Problem details: Transcribe exactly the span of lines that begins the records and ends with the line holding "use std::mem;", both boundary lines included.

*** Excerpted records ***

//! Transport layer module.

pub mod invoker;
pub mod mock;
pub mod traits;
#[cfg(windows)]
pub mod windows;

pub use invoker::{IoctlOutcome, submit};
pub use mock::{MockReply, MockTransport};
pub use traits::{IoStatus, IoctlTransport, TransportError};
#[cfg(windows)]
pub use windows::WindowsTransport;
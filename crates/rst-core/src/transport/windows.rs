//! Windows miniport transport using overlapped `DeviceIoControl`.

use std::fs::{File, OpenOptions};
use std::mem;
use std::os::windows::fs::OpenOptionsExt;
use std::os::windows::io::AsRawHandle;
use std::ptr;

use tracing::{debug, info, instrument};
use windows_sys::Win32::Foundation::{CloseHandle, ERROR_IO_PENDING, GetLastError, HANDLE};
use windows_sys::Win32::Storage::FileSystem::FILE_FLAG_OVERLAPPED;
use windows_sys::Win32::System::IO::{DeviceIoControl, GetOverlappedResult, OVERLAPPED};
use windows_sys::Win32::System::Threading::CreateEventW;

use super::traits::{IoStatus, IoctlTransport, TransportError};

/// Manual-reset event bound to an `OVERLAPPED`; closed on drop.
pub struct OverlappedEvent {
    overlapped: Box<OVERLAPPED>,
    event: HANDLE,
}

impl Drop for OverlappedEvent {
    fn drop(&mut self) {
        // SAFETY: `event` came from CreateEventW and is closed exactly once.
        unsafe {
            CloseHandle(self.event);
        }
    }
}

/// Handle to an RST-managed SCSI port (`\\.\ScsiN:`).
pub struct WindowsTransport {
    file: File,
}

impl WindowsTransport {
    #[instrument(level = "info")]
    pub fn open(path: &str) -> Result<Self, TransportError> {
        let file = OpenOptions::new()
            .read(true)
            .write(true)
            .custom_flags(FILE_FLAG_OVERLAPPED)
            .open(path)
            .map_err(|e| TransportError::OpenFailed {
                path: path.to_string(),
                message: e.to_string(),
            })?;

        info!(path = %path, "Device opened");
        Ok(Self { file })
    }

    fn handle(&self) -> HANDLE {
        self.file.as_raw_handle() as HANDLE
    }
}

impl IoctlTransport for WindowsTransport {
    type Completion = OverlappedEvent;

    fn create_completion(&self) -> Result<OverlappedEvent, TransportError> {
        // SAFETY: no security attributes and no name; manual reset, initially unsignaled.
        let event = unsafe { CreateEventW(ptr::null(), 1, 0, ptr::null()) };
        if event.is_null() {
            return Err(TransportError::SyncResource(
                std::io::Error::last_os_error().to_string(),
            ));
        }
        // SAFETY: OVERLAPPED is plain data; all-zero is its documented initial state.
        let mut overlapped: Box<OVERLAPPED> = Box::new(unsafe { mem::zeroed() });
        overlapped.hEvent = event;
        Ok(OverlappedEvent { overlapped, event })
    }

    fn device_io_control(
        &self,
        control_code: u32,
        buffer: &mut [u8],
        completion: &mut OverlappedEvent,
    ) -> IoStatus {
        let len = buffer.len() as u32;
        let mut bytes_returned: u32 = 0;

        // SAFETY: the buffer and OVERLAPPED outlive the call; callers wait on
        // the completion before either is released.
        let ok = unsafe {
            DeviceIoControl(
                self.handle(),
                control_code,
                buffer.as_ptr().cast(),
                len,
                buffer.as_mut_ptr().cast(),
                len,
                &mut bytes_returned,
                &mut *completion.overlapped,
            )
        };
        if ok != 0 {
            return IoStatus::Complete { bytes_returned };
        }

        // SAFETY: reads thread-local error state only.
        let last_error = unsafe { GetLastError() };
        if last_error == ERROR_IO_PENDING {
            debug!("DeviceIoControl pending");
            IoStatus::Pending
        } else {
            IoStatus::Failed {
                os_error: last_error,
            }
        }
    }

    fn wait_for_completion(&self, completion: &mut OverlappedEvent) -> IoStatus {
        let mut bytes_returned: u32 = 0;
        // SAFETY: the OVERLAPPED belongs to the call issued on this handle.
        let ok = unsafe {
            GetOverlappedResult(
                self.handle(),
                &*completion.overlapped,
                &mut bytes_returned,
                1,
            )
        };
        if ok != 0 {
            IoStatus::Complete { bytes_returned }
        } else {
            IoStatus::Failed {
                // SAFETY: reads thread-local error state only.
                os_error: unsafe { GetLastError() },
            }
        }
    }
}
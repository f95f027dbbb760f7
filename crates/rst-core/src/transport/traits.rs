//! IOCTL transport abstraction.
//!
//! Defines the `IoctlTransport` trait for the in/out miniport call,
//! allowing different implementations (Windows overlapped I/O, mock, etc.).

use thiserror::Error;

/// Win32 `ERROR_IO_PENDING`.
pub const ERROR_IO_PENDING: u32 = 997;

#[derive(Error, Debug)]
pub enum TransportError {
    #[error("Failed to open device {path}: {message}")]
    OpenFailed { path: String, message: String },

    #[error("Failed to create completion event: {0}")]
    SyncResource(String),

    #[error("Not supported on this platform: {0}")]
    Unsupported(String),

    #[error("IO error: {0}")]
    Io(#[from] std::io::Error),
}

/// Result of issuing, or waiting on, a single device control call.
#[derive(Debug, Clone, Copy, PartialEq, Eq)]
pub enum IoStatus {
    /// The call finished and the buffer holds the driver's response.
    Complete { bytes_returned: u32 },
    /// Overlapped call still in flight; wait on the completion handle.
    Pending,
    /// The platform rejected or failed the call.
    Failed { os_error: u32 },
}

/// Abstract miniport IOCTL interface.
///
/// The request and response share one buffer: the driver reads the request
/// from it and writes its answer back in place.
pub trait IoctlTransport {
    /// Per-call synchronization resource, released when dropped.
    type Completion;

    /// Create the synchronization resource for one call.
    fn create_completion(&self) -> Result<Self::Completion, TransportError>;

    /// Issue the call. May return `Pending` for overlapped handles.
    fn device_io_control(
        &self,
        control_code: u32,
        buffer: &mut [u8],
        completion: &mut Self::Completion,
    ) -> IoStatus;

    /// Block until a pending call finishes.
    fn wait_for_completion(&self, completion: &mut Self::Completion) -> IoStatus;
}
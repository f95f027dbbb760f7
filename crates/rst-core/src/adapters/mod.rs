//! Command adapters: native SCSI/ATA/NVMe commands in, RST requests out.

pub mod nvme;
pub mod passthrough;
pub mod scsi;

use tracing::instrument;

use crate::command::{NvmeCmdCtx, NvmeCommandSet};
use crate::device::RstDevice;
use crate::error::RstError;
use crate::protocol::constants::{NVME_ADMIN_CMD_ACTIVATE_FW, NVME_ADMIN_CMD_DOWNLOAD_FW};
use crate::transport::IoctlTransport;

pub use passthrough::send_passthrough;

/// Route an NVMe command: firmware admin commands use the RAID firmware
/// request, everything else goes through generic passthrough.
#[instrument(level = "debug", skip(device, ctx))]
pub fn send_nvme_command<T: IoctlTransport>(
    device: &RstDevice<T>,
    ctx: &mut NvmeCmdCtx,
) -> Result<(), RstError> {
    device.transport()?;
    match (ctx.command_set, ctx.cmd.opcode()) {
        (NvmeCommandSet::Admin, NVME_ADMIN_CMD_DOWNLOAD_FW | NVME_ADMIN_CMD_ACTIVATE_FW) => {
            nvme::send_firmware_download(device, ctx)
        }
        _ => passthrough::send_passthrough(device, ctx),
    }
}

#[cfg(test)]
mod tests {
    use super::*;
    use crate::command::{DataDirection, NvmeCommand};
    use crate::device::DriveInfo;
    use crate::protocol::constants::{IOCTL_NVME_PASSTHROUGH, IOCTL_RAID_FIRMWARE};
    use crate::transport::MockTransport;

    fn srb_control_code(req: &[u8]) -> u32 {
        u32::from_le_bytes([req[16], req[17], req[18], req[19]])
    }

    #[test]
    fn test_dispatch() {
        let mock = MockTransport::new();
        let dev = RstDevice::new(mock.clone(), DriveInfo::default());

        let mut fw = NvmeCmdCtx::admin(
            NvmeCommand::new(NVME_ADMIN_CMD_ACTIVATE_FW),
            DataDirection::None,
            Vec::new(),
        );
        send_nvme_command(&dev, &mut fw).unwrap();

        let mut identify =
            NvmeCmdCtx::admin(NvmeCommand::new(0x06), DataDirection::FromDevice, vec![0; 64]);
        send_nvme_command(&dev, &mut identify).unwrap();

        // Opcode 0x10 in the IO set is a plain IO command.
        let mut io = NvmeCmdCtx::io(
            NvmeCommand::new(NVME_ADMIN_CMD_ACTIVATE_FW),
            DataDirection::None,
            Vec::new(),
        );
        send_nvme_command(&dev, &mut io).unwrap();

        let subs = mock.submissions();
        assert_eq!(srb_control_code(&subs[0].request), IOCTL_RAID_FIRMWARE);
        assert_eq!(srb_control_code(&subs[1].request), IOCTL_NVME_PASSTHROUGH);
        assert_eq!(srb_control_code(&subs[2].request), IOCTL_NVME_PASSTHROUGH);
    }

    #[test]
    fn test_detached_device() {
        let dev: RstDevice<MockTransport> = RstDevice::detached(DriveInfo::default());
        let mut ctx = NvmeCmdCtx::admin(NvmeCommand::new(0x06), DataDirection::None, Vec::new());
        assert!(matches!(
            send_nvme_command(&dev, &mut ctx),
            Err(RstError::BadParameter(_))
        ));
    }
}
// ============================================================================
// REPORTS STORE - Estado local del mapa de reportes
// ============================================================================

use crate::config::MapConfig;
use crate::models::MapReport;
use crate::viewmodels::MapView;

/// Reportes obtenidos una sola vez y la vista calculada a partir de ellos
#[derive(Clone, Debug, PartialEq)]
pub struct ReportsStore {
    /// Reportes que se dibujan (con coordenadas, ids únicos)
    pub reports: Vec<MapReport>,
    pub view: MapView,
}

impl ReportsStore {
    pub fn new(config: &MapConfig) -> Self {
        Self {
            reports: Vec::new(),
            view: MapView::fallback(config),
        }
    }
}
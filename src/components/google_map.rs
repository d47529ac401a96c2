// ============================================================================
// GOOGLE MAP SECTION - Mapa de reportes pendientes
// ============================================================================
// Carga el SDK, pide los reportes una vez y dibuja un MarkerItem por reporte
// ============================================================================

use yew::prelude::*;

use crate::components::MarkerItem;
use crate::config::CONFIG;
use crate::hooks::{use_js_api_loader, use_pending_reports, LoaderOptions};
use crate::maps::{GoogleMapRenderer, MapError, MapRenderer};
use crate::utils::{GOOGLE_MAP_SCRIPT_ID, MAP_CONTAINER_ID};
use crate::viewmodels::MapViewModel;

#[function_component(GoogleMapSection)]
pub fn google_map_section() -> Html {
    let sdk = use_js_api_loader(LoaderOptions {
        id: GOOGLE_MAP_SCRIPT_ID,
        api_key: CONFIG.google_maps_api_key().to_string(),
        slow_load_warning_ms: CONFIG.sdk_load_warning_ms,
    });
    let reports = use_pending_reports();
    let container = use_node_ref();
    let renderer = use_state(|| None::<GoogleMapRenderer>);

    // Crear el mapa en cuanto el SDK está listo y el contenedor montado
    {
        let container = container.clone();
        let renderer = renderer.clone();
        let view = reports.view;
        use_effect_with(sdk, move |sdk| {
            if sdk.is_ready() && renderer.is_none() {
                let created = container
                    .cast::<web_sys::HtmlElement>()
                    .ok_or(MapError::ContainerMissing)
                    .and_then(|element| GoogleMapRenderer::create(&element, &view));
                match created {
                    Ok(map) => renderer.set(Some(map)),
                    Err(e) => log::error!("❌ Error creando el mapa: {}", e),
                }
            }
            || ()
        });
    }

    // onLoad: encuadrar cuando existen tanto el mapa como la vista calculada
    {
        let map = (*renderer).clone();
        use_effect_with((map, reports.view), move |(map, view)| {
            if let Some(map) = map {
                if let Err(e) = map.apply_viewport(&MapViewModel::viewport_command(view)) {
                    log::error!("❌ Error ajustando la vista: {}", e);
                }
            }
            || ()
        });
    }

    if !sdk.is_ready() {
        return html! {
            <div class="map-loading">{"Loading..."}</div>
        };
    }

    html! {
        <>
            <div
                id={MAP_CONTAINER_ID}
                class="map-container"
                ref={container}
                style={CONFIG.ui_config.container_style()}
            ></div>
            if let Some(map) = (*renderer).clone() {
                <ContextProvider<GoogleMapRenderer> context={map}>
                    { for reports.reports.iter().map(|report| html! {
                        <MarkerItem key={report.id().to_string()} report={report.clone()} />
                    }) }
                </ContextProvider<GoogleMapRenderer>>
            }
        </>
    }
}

*** End of Excerpted records ***

Reply:
//! Transport layer module.

pub mod invoker;
pub mod mock;
pub mod traits;
#[cfg(windows)]
pub mod windows;

pub use invoker::{IoctlOutcome, submit};
pub use mock::{MockReply, MockTransport};
pub use traits::{IoStatus, IoctlTransport, TransportError};
#[cfg(windows)]
pub use windows::WindowsTransport;
filename crates/rst-core/src/transport/windows.rs
//! Windows miniport transport using overlapped `DeviceIoControl`.

use std::fs::{File, OpenOptions};
use std::mem;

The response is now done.